* Records to process:
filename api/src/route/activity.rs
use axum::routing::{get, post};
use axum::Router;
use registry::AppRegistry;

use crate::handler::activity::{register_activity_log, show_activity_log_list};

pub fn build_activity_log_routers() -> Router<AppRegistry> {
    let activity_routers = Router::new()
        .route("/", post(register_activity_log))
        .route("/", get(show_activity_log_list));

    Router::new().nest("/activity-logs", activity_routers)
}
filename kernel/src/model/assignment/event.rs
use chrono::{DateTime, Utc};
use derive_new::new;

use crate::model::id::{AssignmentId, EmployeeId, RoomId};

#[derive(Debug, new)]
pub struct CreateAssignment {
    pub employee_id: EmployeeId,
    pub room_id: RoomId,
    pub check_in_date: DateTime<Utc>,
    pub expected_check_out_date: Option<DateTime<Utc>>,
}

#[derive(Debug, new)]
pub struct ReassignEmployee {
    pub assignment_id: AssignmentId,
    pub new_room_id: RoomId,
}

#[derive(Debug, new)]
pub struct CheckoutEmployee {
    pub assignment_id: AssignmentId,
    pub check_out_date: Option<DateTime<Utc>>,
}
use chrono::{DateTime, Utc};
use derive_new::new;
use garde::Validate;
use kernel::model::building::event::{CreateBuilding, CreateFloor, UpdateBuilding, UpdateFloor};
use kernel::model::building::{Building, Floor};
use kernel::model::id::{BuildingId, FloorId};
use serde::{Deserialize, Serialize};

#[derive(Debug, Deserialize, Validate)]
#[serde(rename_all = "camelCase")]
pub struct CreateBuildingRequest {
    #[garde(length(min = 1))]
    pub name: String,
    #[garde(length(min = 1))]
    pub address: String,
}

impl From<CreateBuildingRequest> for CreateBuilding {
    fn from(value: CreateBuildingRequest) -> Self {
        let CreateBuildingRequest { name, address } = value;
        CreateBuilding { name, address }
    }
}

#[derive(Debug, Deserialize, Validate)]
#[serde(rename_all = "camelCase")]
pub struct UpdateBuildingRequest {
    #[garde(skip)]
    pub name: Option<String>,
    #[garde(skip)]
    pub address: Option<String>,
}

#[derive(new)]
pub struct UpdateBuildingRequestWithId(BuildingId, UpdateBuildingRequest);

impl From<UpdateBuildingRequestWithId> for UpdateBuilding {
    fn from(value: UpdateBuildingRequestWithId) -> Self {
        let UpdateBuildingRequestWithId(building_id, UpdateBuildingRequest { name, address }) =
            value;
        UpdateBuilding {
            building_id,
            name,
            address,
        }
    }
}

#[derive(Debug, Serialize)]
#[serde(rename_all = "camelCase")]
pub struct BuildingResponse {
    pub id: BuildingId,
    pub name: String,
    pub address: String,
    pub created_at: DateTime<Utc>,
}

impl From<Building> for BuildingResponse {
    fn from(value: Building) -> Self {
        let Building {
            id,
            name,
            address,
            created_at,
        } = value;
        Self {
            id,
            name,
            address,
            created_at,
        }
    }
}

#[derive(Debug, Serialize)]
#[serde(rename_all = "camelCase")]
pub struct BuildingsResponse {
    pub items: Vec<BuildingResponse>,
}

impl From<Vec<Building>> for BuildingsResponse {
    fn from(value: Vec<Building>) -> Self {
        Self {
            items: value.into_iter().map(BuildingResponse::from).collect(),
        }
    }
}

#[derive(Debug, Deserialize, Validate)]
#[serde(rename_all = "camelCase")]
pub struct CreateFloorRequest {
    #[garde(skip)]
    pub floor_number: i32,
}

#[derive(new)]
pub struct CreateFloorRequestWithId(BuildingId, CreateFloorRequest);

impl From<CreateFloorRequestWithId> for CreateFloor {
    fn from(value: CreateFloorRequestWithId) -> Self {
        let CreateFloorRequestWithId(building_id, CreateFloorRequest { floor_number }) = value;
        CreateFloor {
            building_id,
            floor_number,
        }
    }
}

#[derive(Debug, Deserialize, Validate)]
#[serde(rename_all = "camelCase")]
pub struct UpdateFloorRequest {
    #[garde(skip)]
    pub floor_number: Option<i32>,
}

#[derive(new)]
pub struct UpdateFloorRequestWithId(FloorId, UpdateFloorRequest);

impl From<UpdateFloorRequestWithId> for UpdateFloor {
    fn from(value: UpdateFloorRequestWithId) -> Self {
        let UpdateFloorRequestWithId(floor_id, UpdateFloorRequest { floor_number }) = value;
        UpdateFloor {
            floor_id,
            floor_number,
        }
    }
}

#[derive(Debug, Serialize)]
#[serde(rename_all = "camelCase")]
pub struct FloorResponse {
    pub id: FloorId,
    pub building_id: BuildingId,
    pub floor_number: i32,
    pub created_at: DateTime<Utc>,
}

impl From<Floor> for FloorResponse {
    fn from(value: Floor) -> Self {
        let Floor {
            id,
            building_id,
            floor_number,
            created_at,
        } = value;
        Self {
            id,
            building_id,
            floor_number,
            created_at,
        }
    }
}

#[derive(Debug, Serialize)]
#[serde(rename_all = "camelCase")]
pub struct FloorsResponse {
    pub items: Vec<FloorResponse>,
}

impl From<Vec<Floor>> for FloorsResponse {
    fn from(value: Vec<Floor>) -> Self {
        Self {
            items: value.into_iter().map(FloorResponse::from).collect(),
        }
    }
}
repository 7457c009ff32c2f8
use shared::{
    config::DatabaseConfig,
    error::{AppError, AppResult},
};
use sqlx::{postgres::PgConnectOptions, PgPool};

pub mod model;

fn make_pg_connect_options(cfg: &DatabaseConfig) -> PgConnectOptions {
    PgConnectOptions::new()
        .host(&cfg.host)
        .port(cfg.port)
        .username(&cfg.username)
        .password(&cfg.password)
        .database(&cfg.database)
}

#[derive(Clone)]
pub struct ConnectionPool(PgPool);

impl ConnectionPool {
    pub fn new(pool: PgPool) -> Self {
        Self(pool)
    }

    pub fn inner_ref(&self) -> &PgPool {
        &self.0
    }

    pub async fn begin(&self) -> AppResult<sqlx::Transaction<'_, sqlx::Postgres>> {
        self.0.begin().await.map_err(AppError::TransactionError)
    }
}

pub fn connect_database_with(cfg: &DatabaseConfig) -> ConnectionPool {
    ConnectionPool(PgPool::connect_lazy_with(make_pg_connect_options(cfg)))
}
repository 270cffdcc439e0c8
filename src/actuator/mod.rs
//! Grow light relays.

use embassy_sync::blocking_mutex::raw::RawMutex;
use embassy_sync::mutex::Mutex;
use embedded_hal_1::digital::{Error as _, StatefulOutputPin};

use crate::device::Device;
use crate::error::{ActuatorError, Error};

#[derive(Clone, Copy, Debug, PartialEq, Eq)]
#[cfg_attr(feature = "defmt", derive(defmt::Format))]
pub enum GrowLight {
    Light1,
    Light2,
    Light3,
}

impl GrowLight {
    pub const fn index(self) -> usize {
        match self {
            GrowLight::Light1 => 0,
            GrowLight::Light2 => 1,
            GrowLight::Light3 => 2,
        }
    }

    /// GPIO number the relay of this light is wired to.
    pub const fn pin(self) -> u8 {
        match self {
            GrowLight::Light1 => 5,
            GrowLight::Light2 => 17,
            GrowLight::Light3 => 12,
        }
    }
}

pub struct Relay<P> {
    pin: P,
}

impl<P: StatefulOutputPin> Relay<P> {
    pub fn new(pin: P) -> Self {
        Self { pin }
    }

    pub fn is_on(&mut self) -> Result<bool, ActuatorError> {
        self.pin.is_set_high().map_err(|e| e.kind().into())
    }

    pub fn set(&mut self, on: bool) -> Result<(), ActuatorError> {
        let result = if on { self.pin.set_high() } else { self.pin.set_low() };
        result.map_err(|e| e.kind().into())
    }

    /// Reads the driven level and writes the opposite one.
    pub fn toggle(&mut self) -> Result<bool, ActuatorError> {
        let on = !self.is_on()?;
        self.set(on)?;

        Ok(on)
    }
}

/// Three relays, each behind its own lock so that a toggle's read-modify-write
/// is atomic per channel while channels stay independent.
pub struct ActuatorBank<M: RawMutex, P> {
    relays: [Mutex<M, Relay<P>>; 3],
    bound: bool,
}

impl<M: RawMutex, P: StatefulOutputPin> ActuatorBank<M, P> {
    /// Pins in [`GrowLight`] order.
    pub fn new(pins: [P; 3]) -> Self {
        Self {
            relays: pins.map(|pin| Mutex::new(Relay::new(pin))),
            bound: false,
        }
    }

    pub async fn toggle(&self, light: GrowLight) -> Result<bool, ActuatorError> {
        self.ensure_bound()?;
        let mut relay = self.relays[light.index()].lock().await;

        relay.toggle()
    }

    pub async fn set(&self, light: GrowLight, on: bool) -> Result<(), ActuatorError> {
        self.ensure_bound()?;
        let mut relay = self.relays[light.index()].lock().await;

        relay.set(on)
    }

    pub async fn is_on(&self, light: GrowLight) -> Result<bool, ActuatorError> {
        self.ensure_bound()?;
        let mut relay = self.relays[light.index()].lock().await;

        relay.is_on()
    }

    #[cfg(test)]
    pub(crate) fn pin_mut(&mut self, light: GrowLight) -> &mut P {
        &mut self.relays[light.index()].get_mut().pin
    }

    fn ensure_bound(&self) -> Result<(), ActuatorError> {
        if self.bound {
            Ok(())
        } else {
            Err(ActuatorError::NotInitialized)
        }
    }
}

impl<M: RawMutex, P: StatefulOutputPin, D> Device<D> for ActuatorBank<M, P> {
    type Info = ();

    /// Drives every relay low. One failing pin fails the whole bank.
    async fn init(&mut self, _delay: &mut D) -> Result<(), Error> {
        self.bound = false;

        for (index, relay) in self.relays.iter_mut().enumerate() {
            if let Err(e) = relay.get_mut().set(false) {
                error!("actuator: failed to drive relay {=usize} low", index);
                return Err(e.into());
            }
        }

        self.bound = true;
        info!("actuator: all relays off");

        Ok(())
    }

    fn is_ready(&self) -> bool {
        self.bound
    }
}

* Task: Filter the records for the word "RawMutex" and show every line that has it.

* Completed exercise:
use embassy_sync::blocking_mutex::raw::RawMutex;
pub struct ActuatorBank<M: RawMutex, P> {
impl<M: RawMutex, P: StatefulOutputPin> ActuatorBank<M, P> {
impl<M: RawMutex, P: StatefulOutputPin, D> Device<D> for ActuatorBank<M, P> {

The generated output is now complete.